While President Trump’s speech did not have too many details on how these steps would be implemented, the salient points include the disclosure of the cost of medicines in TV ads, (a clear attempt to prevent profiteering) as well as ensuring more OTC medications get approved so that patients are not dependent on prescriptions. A key expectation was that the President would use the buying (bullying?) power of Medicare to make pharma companies reduce the cost of medicines. A watered down version made its way to the President’s May 11 speech, merely referring to a reconsideration of how the scheme covering US senior citizens would pay for some high-priced drugs. The Trump administration is expected to reveal more details of how it intends to implement these proposals in the coming days.
While exports to the US are expected to continue to shrink, India’s policy makers at the CDSCO, headed by the DCG(I)’s office, continue to plug gaps in the regulatory framework in the domestic market. The final minutes for the 79th Drug Technical Advisory Board (DTAB) meeting held on May 16, reveal that the Board passed important proposals that could change the way pharma companies conduct their business in the domestic market.
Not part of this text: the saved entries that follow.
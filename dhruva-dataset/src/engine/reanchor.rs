//! Loop-closure re-anchoring.
//!
//! During the first traversal of a loop every committed pose is captured as
//! an anchor. When the controller later signals that the robot is back at
//! the loop start (or end), the next scan is not chained onto the drifting
//! trajectory. Instead its predicted pose is matched against the anchors and
//! the nearest anchor becomes both the new base pose and the registration
//! reference.
//!
//! ```text
//! first loop:   a0 ── a1 ── a2 ── a3 ── a4        (anchors captured)
//!                                        │
//! mark_loop_start()                      ▼
//! next scan:    predicted = last ⊕ raw_delta ──► nearest anchor aᵢ
//!               base      = aᵢ
//!               guess     = difference(aᵢ, predicted)
//!               reference = cloud of scan i
//! ```

use crate::core::types::{RigidTransform, positional_distance};

use super::error::{PipelineError, Result};

/// Which end of the loop a reanchor targets.
#[derive(Debug, Clone, Copy, PartialEq, Eq)]
pub enum ReanchorMode {
    LoopStart,
    LoopEnd,
}

/// `(scan index, pose)` pairs captured during the first loop.
///
/// Append-only until frozen; frozen once the first loop ends.
#[derive(Debug, Clone, Default)]
pub struct LoopAnchorSet {
    anchors: Vec<(usize, RigidTransform)>,
    frozen: bool,
}

impl LoopAnchorSet {
    pub fn new() -> Self {
        Self::default()
    }

    /// Append an anchor. Ignored (returns `false`) once frozen.
    pub fn capture(&mut self, index: usize, pose: RigidTransform) -> bool {
        if self.frozen {
            return false;
        }
        self.anchors.push((index, pose));
        true
    }

    /// Stop accepting anchors.
    pub fn freeze(&mut self) {
        self.frozen = true;
    }

    pub fn is_frozen(&self) -> bool {
        self.frozen
    }

    pub fn len(&self) -> usize {
        self.anchors.len()
    }

    pub fn is_empty(&self) -> bool {
        self.anchors.is_empty()
    }

    pub fn first(&self) -> Option<&(usize, RigidTransform)> {
        self.anchors.first()
    }

    pub fn last(&self) -> Option<&(usize, RigidTransform)> {
        self.anchors.last()
    }

    pub fn iter(&self) -> impl Iterator<Item = &(usize, RigidTransform)> {
        self.anchors.iter()
    }

    /// Anchor closest to `pose` by translation.
    ///
    /// Equal distances resolve to the lowest scan index.
    pub fn nearest(&self, pose: &RigidTransform) -> Option<(usize, RigidTransform, f64)> {
        self.anchors
            .iter()
            .map(|(index, anchor)| (*index, *anchor, positional_distance(pose, anchor)))
            .min_by(|a, b| a.2.total_cmp(&b.2).then(a.0.cmp(&b.0)))
    }
}

/// What the accumulator should register against, and from where.
#[derive(Debug, Clone, Copy, PartialEq)]
pub struct ReanchorOutcome {
    /// Initial guess handed to the registration engine.
    pub initial_guess: RigidTransform,
    /// Scan whose stored cloud becomes the registration reference.
    pub reference_index: usize,
    /// Pose of the reference scan; the refined transform composes onto it.
    pub base_pose: RigidTransform,
    /// Whether the nearest-anchor match fired (and the reanchor state is consumed).
    pub anchor_matched: bool,
}

impl ReanchorOutcome {
    pub fn matched(&self) -> bool {
        self.anchor_matched
    }
}

/// Choose the initial guess and reference for a scan after a loop signal.
///
/// With `loop_scan_count == 0` there is no scan yet in this traversal to
/// predict from: the guess is identity and the reference is the loop-start
/// anchor (first) or loop-end anchor (last). The base pose is that anchor's
/// pose so the registration result lands in the reference's frame, but the
/// match does not count as fired. Otherwise the pose predicted from `last_corrected_pose` and `raw_delta`
/// is matched to the nearest anchor.
pub fn reanchor(
    last_corrected_pose: &RigidTransform,
    loop_scan_count: usize,
    raw_delta: &RigidTransform,
    anchors: &LoopAnchorSet,
    mode: ReanchorMode,
) -> Result<ReanchorOutcome> {
    let placeholder = match mode {
        ReanchorMode::LoopStart => anchors.first(),
        ReanchorMode::LoopEnd => anchors.last(),
    };
    let Some(&(placeholder_index, placeholder_pose)) = placeholder else {
        return Err(PipelineError::PreconditionViolation(
            "reanchor requested but no loop anchors were captured".to_string(),
        ));
    };

    if loop_scan_count == 0 {
        return Ok(ReanchorOutcome {
            initial_guess: RigidTransform::identity(),
            reference_index: placeholder_index,
            base_pose: placeholder_pose,
            anchor_matched: false,
        });
    }

    let predicted = last_corrected_pose.compose(raw_delta);
    let Some((index, anchor, distance)) = anchors.nearest(&predicted) else {
        return Err(PipelineError::PreconditionViolation(
            "reanchor requested but no loop anchors were captured".to_string(),
        ));
    };
    log::debug!(
        "Reanchor ({:?}): nearest anchor is scan {} at {:.3} m",
        mode,
        index,
        distance
    );

    Ok(ReanchorOutcome {
        initial_guess: anchor.difference(&predicted),
        reference_index: index,
        base_pose: anchor,
        anchor_matched: true,
    })
}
Regulators across geographies are making laudable attempts to put the patient first but will pharma companies fall in line?
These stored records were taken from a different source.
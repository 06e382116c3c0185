//! Sensor processing layer.
//!
//! Handles the raw cloud stream before it reaches the pose pipeline.
//!
//! # Contents
//!
//! - [`decimation`]: keep-one-out-of-k cloud selection and scan indexing

pub mod decimation;

pub use decimation::Decimator;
For instance, one of the proposals passed by the DTAB makes companies marketing medicines responsible for the quality of the medicines, not just the manufacturers listed on the medicine pack. This is significant because most big pharma companies in India contract out the manufacturing to third party manufacturers. This provision will force them to be more diligent about their contract manufacturing facilities, as they can no longer pass on the responsibility for quality. Probably anticipating that there could be a disruption in supply of some medicines the Board clarified that persons involved in any distribution channel should not be affected and that the marketing firm should be treated as an agent of the manufacturer.
Another significant proposal passed by the DTAB along the same lines was that as a test trial, the DCG(I) would ask companies to voluntarily include a trace and track mechanism on the packs of the top 300 pharma brands. For now, this is a test trial, but it gives a good indication of how serious authorities are about safeguarding the patient’s life as well as the pharma supply chain.
Like in the US, industry stakeholders in India are awaiting further details on how these noble intentions will be implemented. The devil lies, as always, in the details.